Krause’s plans and his rhetoric are reminiscent of the German megalomania on the eve of the First and Second World Wars. “It is not only the sea routes of the Baltic that are of crucial strategic importance to us,” he said. “The maritime lines of communication across the North Atlantic, through the English Channel and into the North Sea are also important lifelines for our continent and our country.” Here, “the German Navy would also be called upon in the event of a military confrontation.”
In the course of “globalisation and the corresponding effects on world trade to and from the East… other sea areas have gained in importance for us. Although the Mediterranean has lost none of its strategic relevance for Germany and Europe, the new ‘mare nostrum’ of the world, ladies and gentlemen, is the Indian Ocean.”
Then Krause threatened the nuclear powers Russia and China. “Even though Russia is the primary focus for us in Germany, in Europe and in NATO, another strategically relevant player is increasingly establishing itself with China.” In just four years, “China has built and commissioned about as much tonnage as the British Royal Navy has in total” and has “set out on a determined course to become a globally active ‘maritime nation.’”
It is not Russia and China who are the aggressors on the world’s oceans, but the imperialist powers. As part of its provocative military encirclement of China, the US Navy has sent three aircraft carrier combat groups into the Pacific Ocean simultaneously for the first time in years. From June 3 to 16, the German Navy took an active part in the “Baltops” manoeuvres in the Baltic Sea, which is part of the NATO military build-up against Russia. A total of 29 ships and 29 aircraft were deployed.

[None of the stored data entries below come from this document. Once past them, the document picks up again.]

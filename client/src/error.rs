//! Error types for the taskdeck client.
//!
//! Each module defines its own error enum; this module aggregates them into
//! the crate-level [`ClientError`] used at the application boundary.

use thiserror::Error;

use crate::ai::AiError;
use crate::config::ConfigError;
use crate::gateway::ApiError;
use crate::session::SessionError;
use crate::store::StoreError;

/// Errors that can occur during client operations.
///
/// This is the primary error type for the crate, encompassing all failure
/// modes of configuration, session caching, the API gateway, the todo
/// store, and the AI adapter.
#[derive(Error, Debug)]
pub enum ClientError {
    /// Configuration-related error.
    #[error("configuration error: {0}")]
    Config(#[from] ConfigError),

    /// Session cache error.
    #[error("session error: {0}")]
    Session(#[from] SessionError),

    /// Backend communication error.
    #[error("API error: {0}")]
    Api(#[from] ApiError),

    /// Todo store error.
    #[error("store error: {0}")]
    Store(#[from] StoreError),

    /// AI adapter error.
    #[error("AI error: {0}")]
    Ai(#[from] AiError),
}

/// A specialized `Result` type for client operations.
pub type Result<T> = std::result::Result<T, ClientError>;
impl Register {
    /// Empty cart, 0% tax, no discounts.
    pub fn new() -> Self {
        Register::default()
    }

    // -------------------------------------------------------------------------
    // Mutators
    // -------------------------------------------------------------------------

    /// Appends a line. Prices and quantities are taken as given.
    pub fn add_item(&mut self, item: NewLineItem) {
        self.line_items.push(item.item);
    }

    /// Removes the line at `index`, shifting later lines down by one.
    ///
    /// ## Errors
    /// `RegisterError::IndexOutOfRange` if `index >= len`; the cart is
    /// left untouched.
    pub fn remove_item(&mut self, index: usize) -> Result<LineItem, RegisterError> {
        if index >= self.line_items.len() {
            return Err(RegisterError::IndexOutOfRange {
                index,
                len: self.line_items.len(),
            });
        }
        Ok(self.line_items.remove(index))
    }

    pub fn clear_items(&mut self) {
        self.line_items.clear();
    }

    pub fn set_tax_rate(&mut self, percent: impl Into<Percent>) {
        self.tax_rate = percent.into();
    }

    /// Replaces (does not add to) the order percent discount.
    pub fn apply_order_percent_discount(&mut self, percent: impl Into<Percent>) {
        self.order_percent_discount = percent.into();
    }

    /// Replaces (does not add to) the order fixed discount.
    pub fn apply_order_fixed_discount(&mut self, amount: Money) {
        self.order_fixed_discount = Some(amount);
    }

    /// Resets order-level and every line's discounts. Cart contents stay.
    pub fn clear_discounts(&mut self) {
        self.order_percent_discount = Percent::zero();
        self.order_fixed_discount = None;
        for item in &mut self.line_items {
            item.clear_discounts();
        }
    }

    // -------------------------------------------------------------------------
    // Accessors
    // -------------------------------------------------------------------------

    /// Lines in insertion order; slice position is the line index.
    pub fn line_items(&self) -> &[LineItem] {
        &self.line_items
    }

    pub fn len(&self) -> usize {
        self.line_items.len()
    }

    pub fn is_empty(&self) -> bool {
        self.line_items.is_empty()
    }

    pub fn tax_rate(&self) -> Percent {
        self.tax_rate
    }

    pub fn order_percent_discount(&self) -> Percent {
        self.order_percent_discount
    }

    pub fn order_fixed_discount(&self) -> Option<Money> {
        self.order_fixed_discount
    }

    // -------------------------------------------------------------------------
    // Derived Totals
    // -------------------------------------------------------------------------
    //
    // Each plain query panics if the cart is beyond Money's range, like
    // `Decimal` arithmetic does. Callers holding untrusted input check
    // `try_totals` first.

    pub fn subtotal_before_discounts(&self) -> Money {
        self.totals().subtotal_before_discounts
    }

    pub fn line_discounts_total(&self) -> Money {
        self.totals().line_discounts_total
    }

    pub fn subtotal_after_line_discounts(&self) -> Money {
        self.totals().subtotal_after_line_discounts
    }

    /// Same fixed → percent → cap order as [`LineItem::discount`], applied
    /// to the post-line-discount subtotal.
    pub fn order_level_discount(&self) -> Money {
        self.totals().order_level_discount
    }

    pub fn pre_tax_total(&self) -> Money {
        self.totals().pre_tax_total
    }

    /// Pre-tax total × tax rate, rounded half-up to the cent.
    ///
    /// The tax rate is used as entered (not clamped).
    pub fn tax_amount(&self) -> Money {
        self.totals().tax_amount
    }

    pub fn grand_total(&self) -> Money {
        self.totals().grand_total
    }

    /// Cash tendered minus grand total.
    ///
    /// ## Errors
    /// - `RegisterError::InsufficientFunds` when tendered < grand total
    /// - `MoneyError::Overflow` when the cart or the change is out of range
    ///
    /// Exact payment returns zero change.
    pub fn compute_change(&self, cash_tendered: Money) -> CoreResult<Money> {
        let due = self.try_totals()?.grand_total;
        let change = cash_tendered.checked_subtract(due)?;
        if change.is_negative() {
            return Err(RegisterError::InsufficientFunds {
                tendered: cash_tendered,
                due,
            }
            .into());
        }
        Ok(change)
    }

    /// Snapshot of every derived total, computed now.
    ///
    /// ## Panics
    /// When any total is out of range; see [`try_totals`](Self::try_totals).
    #[track_caller]
    pub fn totals(&self) -> RegisterTotals {
        in_range(self.try_totals())
    }

    /// Runs the whole pricing pipeline with checked arithmetic.
    ///
    /// ## Errors
    /// `MoneyError::Overflow` if any line or total is out of range.
    pub fn try_totals(&self) -> Result<RegisterTotals, MoneyError> {
        let mut subtotal_before_discounts = Money::zero();
        let mut line_discounts_total = Money::zero();
        for item in &self.line_items {
            // each line's own total is printed on the receipt
            item.try_total()?;
            subtotal_before_discounts =
                subtotal_before_discounts.checked_add(item.try_subtotal()?)?;
            line_discounts_total = line_discounts_total.checked_add(item.try_discount()?)?;
        }
        let subtotal_after_line_discounts =
            subtotal_before_discounts.checked_subtract(line_discounts_total)?;

        let base = subtotal_after_line_discounts;
        let fixed = self.order_fixed_discount.unwrap_or_else(Money::zero).min(base);
        let remainder = base.checked_subtract(fixed)?;
        let percent_amount = remainder.checked_apply_percent(self.order_percent_discount)?;
        let order_level_discount = fixed.checked_add(percent_amount)?.min(base);

        let pre_tax_total = subtotal_after_line_discounts.checked_subtract(order_level_discount)?;

        let rate = self.tax_rate.value() / Decimal::ONE_HUNDRED;
        let tax_amount = pre_tax_total.multiply(rate)?;
        let grand_total = pre_tax_total.checked_add(tax_amount)?;

        Ok(RegisterTotals {
            item_count: self.line_items.len(),
            subtotal_before_discounts,
            line_discounts_total,
            subtotal_after_line_discounts,
            order_level_discount,
            pre_tax_total,
            tax_rate: self.tax_rate,
            tax_amount,
            grand_total,
        })
    }
}

// =============================================================================
// Totals Snapshot
// =============================================================================

/// All derived totals at one point in time, for display or JSON output.
#[derive(Debug, Clone, PartialEq, Eq, Serialize, Deserialize)]
pub struct RegisterTotals {
    pub item_count: usize,
    pub subtotal_before_discounts: Money,
    pub line_discounts_total: Money,
    pub subtotal_after_line_discounts: Money,
    pub order_level_discount: Money,
    pub pre_tax_total: Money,
    pub tax_rate: Percent,
    pub tax_amount: Money,
    pub grand_total: Money,
}

impl TryFrom<&Register> for RegisterTotals {
    type Error = MoneyError;

    fn try_from(register: &Register) -> Result<Self, Self::Error> {
        register.try_totals()
    }
}
//! # till
//!
//! Entry point for the command-line register. Setup lives in `lib.rs` for
//! testability.

use clap::Parser;
use till_cli::Cli;

fn main() -> Result<(), Box<dyn std::error::Error>> {
    till_cli::run(Cli::parse())?;
    Ok(())
}
//! # Interactive Session
//!
//! Line-oriented cashier loop over any reader/writer pair.
//!
//! ## Commands
//! ```text
//! ┌─────────────────────────────────────────────────────────────────────────┐
//! │  add                 prompt for name, price, qty, discounts             │
//! │  tax <percent>       set tax rate                                       │
//! │  orderdisc <percent> set order percent discount                         │
//! │  orderfix <amount>   set order fixed discount                           │
//! │  show                list lines and totals                              │
//! │  remove <index>      drop line (0-based, non-negative)                  │
//! │  clear               empty cart and reset discounts                     │
//! │  checkout            take cash, save receipt                            │
//! │  help                list commands                                      │
//! │  quit | exit         leave                                              │
//! └─────────────────────────────────────────────────────────────────────────┘
//! ```
//!
//! A failing command prints `Error: ...` and the loop carries on. Every
//! edit is made on a draft copy of the register and only kept if the draft
//! still prices without leaving Money's range, so a bad command never
//! leaves the cart half-changed or unpriceable.

use std::io::{BufRead, Write};
use std::path::PathBuf;

use chrono::Local;
use till_core::{render_receipt, Money, NewLineItem, Percent, Register};
use tracing::{debug, warn};

use crate::error::{CliError, CliResult};
use crate::receipts::ReceiptStore;

pub const BANNER: &str = "Cash Register - Interactive Mode";
pub const HELP: &str =
    "Commands: add, tax <percent>, orderdisc <percent>, orderfix <amount>, show, remove <index>, clear, checkout, quit";

/// What the loop does after a command.
#[derive(Debug, Clone, Copy, PartialEq, Eq)]
enum Flow {
    Continue,
    Quit,
}

/// An interactive register session.
pub struct Repl<R, W> {
    register: Register,
    store: ReceiptStore,
    input: R,
    output: W,
}

impl<R: BufRead, W: Write> Repl<R, W> {
    pub fn new(register: Register, store: ReceiptStore, input: R, output: W) -> Self {
        Repl {
            register,
            store,
            input,
            output,
        }
    }

    /// Gives back the register and the output sink.
    pub fn into_parts(self) -> (Register, W) {
        (self.register, self.output)
    }

    /// Runs until `quit`/`exit` or end of input.
    ///
    /// ## Errors
    /// Only terminal I/O failures end the session with an error.
    pub fn run(&mut self) -> CliResult<()> {
        writeln!(self.output, "{BANNER}")?;
        writeln!(
            self.output,
            "Type 'help' for commands. 'checkout' to finalize. 'quit' to exit."
        )?;

        loop {
            let Some(line) = self.prompt("> ")? else {
                break;
            };
            let command = line.trim().to_lowercase();
            debug!(%command, "Dispatching command");

            match self.dispatch(&command) {
                Ok(Flow::Quit) => break,
                Ok(Flow::Continue) => {}
                Err(err) if err.is_fatal() => return Err(err),
                Err(err) => {
                    warn!(%command, error = %err, "Command failed");
                    writeln!(self.output, "Error: {err}")?;
                }
            }
        }
        Ok(())
    }

    fn dispatch(&mut self, command: &str) -> CliResult<Flow> {
        let (verb, arg) = match command.split_once(' ') {
            Some((verb, arg)) => (verb, Some(arg.trim())),
            None => (command, None),
        };

        match (verb, arg) {
            ("quit" | "exit", None) => return Ok(Flow::Quit),
            ("help", None) => writeln!(self.output, "{HELP}")?,
            ("tax", Some(arg)) => {
                let percent: Percent = arg.parse()?;
                self.commit(|draft| draft.set_tax_rate(percent))?;
                writeln!(self.output, "Tax set to {percent}%")?;
            }
            ("orderdisc", Some(arg)) => {
                let percent: Percent = arg.parse()?;
                self.commit(|draft| draft.apply_order_percent_discount(percent))?;
                writeln!(self.output, "Order percent discount set to {percent}%")?;
            }
            ("orderfix", Some(arg)) => {
                let amount: Money = arg.parse()?;
                self.commit(|draft| draft.apply_order_fixed_discount(amount))?;
                writeln!(self.output, "Order fixed discount set to {amount}")?;
            }
            ("add", None) => {
                let item = self.read_new_item()?;
                self.commit(|draft| draft.add_item(item))?;
                writeln!(self.output, "Added.")?;
            }
            ("show", None) => self.show()?,
            ("remove", Some(arg)) => {
                let index: usize = arg
                    .parse()
                    .map_err(|_| CliError::InvalidIndex(arg.to_string()))?;
                let mut draft = self.register.clone();
                draft.remove_item(index)?;
                self.keep(draft)?;
                writeln!(self.output, "Removed.")?;
            }
            ("clear", None) => {
                self.register.clear_items();
                self.register.clear_discounts();
                writeln!(self.output, "Cleared cart and discounts.")?;
            }
            ("checkout", None) => self.checkout()?,
            _ => writeln!(self.output, "Unknown command. Type 'help'.")?,
        }
        Ok(Flow::Continue)
    }

    /// Applies `edit` to a draft and keeps the draft if it still prices.
    fn commit(&mut self, edit: impl FnOnce(&mut Register)) -> CliResult<()> {
        let mut draft = self.register.clone();
        edit(&mut draft);
        self.keep(draft)
    }

    fn keep(&mut self, draft: Register) -> CliResult<()> {
        draft.try_totals()?;
        self.register = draft;
        Ok(())
    }

    /// Prompts for every field before touching the register.
    fn read_new_item(&mut self) -> CliResult<NewLineItem> {
        let name = self.require("Item name: ")?;
        let price: Money = self.require("Unit price: ")?.parse()?;

        let qty_text = self.require("Quantity: ")?;
        let quantity: i64 = qty_text
            .parse()
            .map_err(|_| CliError::InvalidQuantity(qty_text.clone()))?;

        let pct_text = self.require("Line percent discount (0-100, optional): ")?;
        let percent = if pct_text.is_empty() {
            Percent::zero()
        } else {
            pct_text.parse()?
        };

        let fixed_text = self.require("Line fixed discount per unit (optional): ")?;
        let fixed = if fixed_text.is_empty() {
            None
        } else {
            Some(fixed_text.parse::<Money>()?)
        };

        Ok(NewLineItem::new(name, price)
            .quantity(quantity)
            .percent_discount(percent)
            .fixed_discount_per_unit(fixed))
    }

    fn show(&mut self) -> CliResult<()> {
        if self.register.is_empty() {
            writeln!(self.output, "Cart is empty.")?;
            return Ok(());
        }

        let totals = self.register.try_totals()?;
        for (idx, item) in self.register.line_items().iter().enumerate() {
            writeln!(
                self.output,
                "{}: {} x{} @ {} -> {}",
                idx,
                item.name,
                item.quantity,
                item.unit_price,
                item.total()
            )?;
        }

        writeln!(self.output, "Subtotal: {}", totals.subtotal_before_discounts)?;
        writeln!(self.output, "Line discounts: -{}", totals.line_discounts_total)?;
        writeln!(
            self.output,
            "After line discounts: {}",
            totals.subtotal_after_line_discounts
        )?;
        writeln!(self.output, "Order discount: -{}", totals.order_level_discount)?;
        writeln!(self.output, "Pre-tax: {}", totals.pre_tax_total)?;
        writeln!(self.output, "Tax ({}%): {}", totals.tax_rate, totals.tax_amount)?;
        writeln!(self.output, "Grand total: {}", totals.grand_total)?;
        Ok(())
    }

    fn checkout(&mut self) -> CliResult<()> {
        if self.register.is_empty() {
            writeln!(self.output, "Cart is empty.")?;
            return Ok(());
        }

        let cash: Money = self.require("Cash tendered: ")?.parse()?;
        let change = self.register.compute_change(cash)?;

        let now = Local::now().naive_local();
        let text = render_receipt(&self.register, cash, change, now);
        let path: PathBuf = self.store.save(&text, now)?;

        writeln!(self.output, "Saved receipt to: {}", path.display())?;
        Ok(())
    }

    /// Writes `label` and reads one line; `None` at end of input.
    fn prompt(&mut self, label: &str) -> CliResult<Option<String>> {
        write!(self.output, "{label}")?;
        self.output.flush()?;

        let mut line = String::new();
        if self.input.read_line(&mut line)? == 0 {
            return Ok(None);
        }
        Ok(Some(line.trim().to_string()))
    }

    /// Like [`prompt`](Self::prompt) but end of input is an error.
    fn require(&mut self, label: &str) -> CliResult<String> {
        self.prompt(label)?.ok_or(CliError::UnexpectedEof)
    }
}
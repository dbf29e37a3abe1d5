//! # Error Types
//!
//! Domain-specific error types for till-core.
//!
//! ## Error Hierarchy
//! ```text
//! ┌─────────────────────────────────────────────────────────────────────────┐
//! │                         Error Types                                     │
//! │                                                                         │
//! │  till-core errors (this file)                                          │
//! │  ├── MoneyError      - Unparsable amounts, bad multipliers, overflow   │
//! │  ├── RegisterError   - Bad line index, not enough cash                 │
//! │  └── CoreError       - Either of the above                             │
//! │                                                                         │
//! │  till-cli errors (separate crate)                                      │
//! │  └── CliError        - What the cashier sees (printed, loop goes on)   │
//! │                                                                         │
//! │  Flow: MoneyError/RegisterError → CoreError → CliError → "Error: ..."  │
//! └─────────────────────────────────────────────────────────────────────────┘
//! ```
//!
//! ## Design Principles
//! 1. Use `thiserror` for derive macros (not manual impl)
//! 2. Include context in error messages (input text, index, amounts)
//! 3. Errors are raised to the immediate caller, never logged here

use thiserror::Error;

use crate::money::Money;

// =============================================================================
// Money Error
// =============================================================================

/// Errors raised while building or scaling a [`Money`] value.
#[derive(Debug, Clone, PartialEq, Eq, Error)]
pub enum MoneyError {
    /// Text could not be read as a decimal amount.
    ///
    /// ## When This Occurs
    /// - Cashier types `abc` at the "Unit price:" prompt
    /// - Empty input after stripping `$` and `,`
    #[error("Invalid monetary value: '{0}'")]
    Parse(String),

    /// A float that has no decimal form (NaN, ±infinity).
    #[error("Monetary value must be finite, got {0}")]
    NonFinite(String),

    /// Multiplier is not a usable number.
    #[error("Multiplier must be a finite integer, float, or decimal, got {0}")]
    InvalidMultiplier(String),

    /// Result does not fit in a cent-scaled 96-bit decimal.
    ///
    /// ## When This Occurs
    /// - `1e20` unit price × quantity `10000000000`
    /// - A tax rate large enough to push the tax past [`Money::MAX`]
    #[error("Monetary value out of range")]
    Overflow,
}

// =============================================================================
// Register Error
// =============================================================================

/// Errors raised by [`crate::register::Register`] operations.
#[derive(Debug, Clone, PartialEq, Eq, Error)]
pub enum RegisterError {
    /// Line index is not within `[0, len)`.
    #[error("Line item index {index} out of range (cart has {len} items)")]
    IndexOutOfRange { index: usize, len: usize },

    /// Cash tendered is strictly less than the grand total.
    ///
    /// ## User Workflow
    /// ```text
    /// Grand total: $12.90
    ///      │
    ///      ▼
    /// Cash tendered: $10.00
    ///      │
    ///      ▼
    /// InsufficientFunds { tendered: $10.00, due: $12.90 }
    ///      │
    ///      ▼
    /// CLI shows: "Error: Insufficient cash tendered: ..."
    /// ```
    #[error("Insufficient cash tendered: {tendered} is less than {due}")]
    InsufficientFunds { tendered: Money, due: Money },
}

// =============================================================================
// Core Error
// =============================================================================

/// Any error produced by till-core.
#[derive(Debug, Clone, PartialEq, Eq, Error)]
pub enum CoreError {
    #[error(transparent)]
    Money(#[from] MoneyError),

    #[error(transparent)]
    Register(#[from] RegisterError),
}

/// Convenience type alias for Results with CoreError.
pub type CoreResult<T> = Result<T, CoreError>;

// =============================================================================
// Unit Tests
// =============================================================================

#[cfg(test)]
mod tests {
    use super::*;

    #[test]
    fn test_error_messages() {
        let err = RegisterError::IndexOutOfRange { index: 5, len: 2 };
        assert_eq!(
            err.to_string(),
            "Line item index 5 out of range (cart has 2 items)"
        );

        let err = RegisterError::InsufficientFunds {
            tendered: Money::from_cents(1000),
            due: Money::from_cents(1290),
        };
        assert_eq!(
            err.to_string(),
            "Insufficient cash tendered: $10.00 is less than $12.90"
        );
    }

    #[test]
    fn test_money_error_messages() {
        let err = MoneyError::Parse("abc".to_string());
        assert_eq!(err.to_string(), "Invalid monetary value: 'abc'");
        assert_eq!(MoneyError::Overflow.to_string(), "Monetary value out of range");
    }

    #[test]
    fn test_errors_convert_to_core_error() {
        let core_err: CoreError = MoneyError::Parse("x".to_string()).into();
        assert!(matches!(core_err, CoreError::Money(_)));

        let core_err: CoreError = RegisterError::IndexOutOfRange { index: 0, len: 0 }.into();
        assert!(matches!(core_err, CoreError::Register(_)));
        // transparent: message passes through unchanged
        assert_eq!(
            core_err.to_string(),
            "Line item index 0 out of range (cart has 0 items)"
        );
    }
}
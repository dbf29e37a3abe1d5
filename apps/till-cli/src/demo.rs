//! # Demo Sale
//!
//! A scripted checkout used by `till --demo`.
//!
//! ```text
//! Milk   $3.49 × 2
//! Bread  $2.29 × 1
//! Eggs   $4.19 × 1   5% line discount
//! ──────────────────────────────────────
//! 10% order discount, 8.25% tax, $20.00 cash  →  $12.90 due, $7.10 change
//! ```

use std::path::PathBuf;

use chrono::{Local, NaiveDateTime};
use till_core::{render_receipt, Money, NewLineItem, Percent, Register};
use tracing::debug;

use crate::error::CliResult;
use crate::receipts::ReceiptStore;

/// Cash handed over in the demo sale.
pub const DEMO_CASH_TENDERED: &str = "20.00";

/// Builds the demo cart with amounts entered as text, like a cashier would.
pub fn demo_register() -> CliResult<Register> {
    let mut register = Register::new();
    register.set_tax_rate("8.25".parse::<Percent>()?);

    register.add_item(NewLineItem::new("Milk", "3.49".parse()?).quantity(2));
    register.add_item(NewLineItem::new("Bread", "2.29".parse()?).quantity(1));
    register.add_item(
        NewLineItem::new("Eggs", "4.19".parse()?)
            .quantity(1)
            .percent_discount("5".parse::<Percent>()?),
    );

    register.apply_order_percent_discount("10".parse::<Percent>()?);
    Ok(register)
}

/// Runs the demo sale as of `at` and returns the saved receipt path.
pub fn run_demo_at(store: &ReceiptStore, at: NaiveDateTime) -> CliResult<PathBuf> {
    let register = demo_register()?;

    let cash_tendered: Money = DEMO_CASH_TENDERED.parse()?;
    let change = register.compute_change(cash_tendered)?;
    debug!(grand_total = %register.grand_total(), %change, "Demo sale priced");

    let text = render_receipt(&register, cash_tendered, change, at);
    store.save(&text, at)
}

/// Runs the demo sale now.
pub fn run_demo(store: &ReceiptStore) -> CliResult<PathBuf> {
    run_demo_at(store, Local::now().naive_local())
}
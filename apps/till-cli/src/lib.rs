//! # Till Command-Line Library
//!
//! Everything `till` does besides pricing: configuration, logging, receipt
//! files, the demo sale and the interactive session.
//!
//! ## Module Organization
//! ```text
//! till_cli/
//! ├── lib.rs       ◄─── You are here (startup & run)
//! ├── cli.rs       ◄─── clap flags
//! ├── config.rs    ◄─── flags > env > defaults
//! ├── receipts.rs  ◄─── receipt-<stamp>.txt files
//! ├── demo.rs      ◄─── scripted sale for --demo
//! ├── repl.rs      ◄─── interactive loop
//! └── error.rs     ◄─── CliError
//! ```

pub mod cli;
pub mod config;
pub mod demo;
pub mod error;
pub mod receipts;
pub mod repl;

use std::io;

use till_core::Register;
use tracing::{debug, info};
use tracing_subscriber::EnvFilter;

pub use cli::Cli;
pub use config::TillConfig;
pub use error::{CliError, CliResult};
pub use receipts::ReceiptStore;
pub use repl::Repl;

/// Runs `till` with already-parsed flags.
///
/// ## Startup Sequence
/// 1. Resolve configuration
/// 2. Initialize tracing (stderr)
/// 3. `--demo`: price and save the demo sale, print the path
///    otherwise: interactive session on stdin/stdout
pub fn run(cli: Cli) -> CliResult<()> {
    let config = TillConfig::load(&cli)?;
    init_tracing(&config.log_filter);
    debug!(?config, "Configuration resolved");

    let store = ReceiptStore::new(&config.receipts_dir);

    if cli.demo {
        let path = demo::run_demo(&store)?;
        println!("Demo complete. Saved receipt to: {}", path.display());
        return Ok(());
    }

    let mut register = Register::new();
    register.set_tax_rate(config.default_tax_rate);

    info!(receipts_dir = %store.dir().display(), "Starting interactive session");
    let stdin = io::stdin();
    let mut repl = Repl::new(register, store, stdin.lock(), io::stdout());
    repl.run()
}

/// Initializes the tracing subscriber for structured logging.
///
/// Logs go to stderr so they never interleave with prompts on stdout.
/// `RUST_LOG` (or the configured filter) wins; falls back to `warn`.
fn init_tracing(filter: &str) {
    let filter = EnvFilter::try_new(filter).unwrap_or_else(|_| EnvFilter::new(config::DEFAULT_LOG_FILTER));

    // Ignore the error if a subscriber is already installed (tests).
    let _ = tracing_subscriber::fmt()
        .with_env_filter(filter)
        .with_writer(io::stderr)
        .try_init();
}
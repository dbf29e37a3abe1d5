//! # till-core: Pure Pricing Logic for Till
//!
//! This crate is the **heart** of Till. It holds the whole pricing pipeline
//! as plain computations with zero I/O.
//!
//! ## Architecture Position
//! ```text
//! ┌─────────────────────────────────────────────────────────────────────────┐
//! │                          Till Architecture                              │
//! │                                                                         │
//! │  ┌─────────────────────────────────────────────────────────────────┐   │
//! │  │                    till-cli (REPL / --demo)                     │   │
//! │  │    add ──► tax ──► orderdisc ──► show ──► checkout ──► file     │   │
//! │  └─────────────────────────────┬───────────────────────────────────┘   │
//! │                                │                                        │
//! │  ┌─────────────────────────────▼───────────────────────────────────┐   │
//! │  │               ★ till-core (THIS CRATE) ★                        │   │
//! │  │                                                                 │   │
//! │  │   ┌───────────┐  ┌───────────┐  ┌───────────┐  ┌───────────┐  │   │
//! │  │   │   money   │  │ line_item │  │ register  │  │  receipt  │  │   │
//! │  │   │   Money   │  │ LineItem  │  │ Register  │  │   text    │  │   │
//! │  │   │  Percent  │  │ discounts │  │  totals   │  │ rendering │  │   │
//! │  │   └───────────┘  └───────────┘  └───────────┘  └───────────┘  │   │
//! │  │                                                                 │   │
//! │  │   NO FILES • NO STDIN • NO LOGGING • DETERMINISTIC             │   │
//! │  └─────────────────────────────────────────────────────────────────┘   │
//! └─────────────────────────────────────────────────────────────────────────┘
//! ```
//!
//! ## Modules
//!
//! - [`money`] - Cent-quantized Money type (decimal, never floating point)
//! - [`types`] - Percent
//! - [`line_item`] - One cart entry and its discounts
//! - [`register`] - Cart aggregate: order discounts, tax, change
//! - [`receipt`] - Receipt text
//! - [`error`] - Domain error types
//!
//! ## Example Usage
//!
//! ```rust
//! use till_core::{Money, NewLineItem, Percent, Register};
//!
//! let mut register = Register::new();
//! register.set_tax_rate("8.25".parse::<Percent>().unwrap());
//! register.add_item(NewLineItem::new("Milk", "3.49".parse().unwrap()).quantity(2));
//! register.add_item(NewLineItem::new("Bread", "2.29".parse().unwrap()));
//! register.add_item(
//!     NewLineItem::new("Eggs", "4.19".parse().unwrap()).percent_discount(Percent::from(5)),
//! );
//! register.apply_order_percent_discount(Percent::from(10));
//!
//! assert_eq!(register.grand_total().to_string(), "$12.90");
//! let change = register.compute_change(Money::from_cents(2000)).unwrap();
//! assert_eq!(change.to_string(), "$7.10");
//! ```

// =============================================================================
// Module Declarations
// =============================================================================

pub mod error;
pub mod line_item;
pub mod money;
pub mod receipt;
pub mod register;
pub mod types;

// =============================================================================
// Re-exports for Convenience
// =============================================================================

pub use error::{CoreError, CoreResult, MoneyError, RegisterError};
pub use line_item::LineItem;
pub use money::{Money, MoneyValue, Multiplier};
pub use receipt::{generate_receipt_text, receipt_file_name, render_receipt};
pub use register::{NewLineItem, Register, RegisterTotals};
pub use types::Percent;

In its struggle against the return of German militarism and the danger of a Third World War, the working class is confronted not only with all parties in the Bundestag but also with the trade unions. In an official statement, the head of the IG-Metall Küste (Coastal) district, Daniel Friedrich, backed the plans for a national shipyard alliance and the government’s decision to classify naval shipbuilding as a key national technology.
“A merger in naval shipbuilding” was “sensible, if it would strengthen the industry and thus secure the key technology in Germany,” Friedrich stated on the record. “The know-how in German shipbuilding, to which naval shipbuilding makes an important contribution,” had to be “secured.”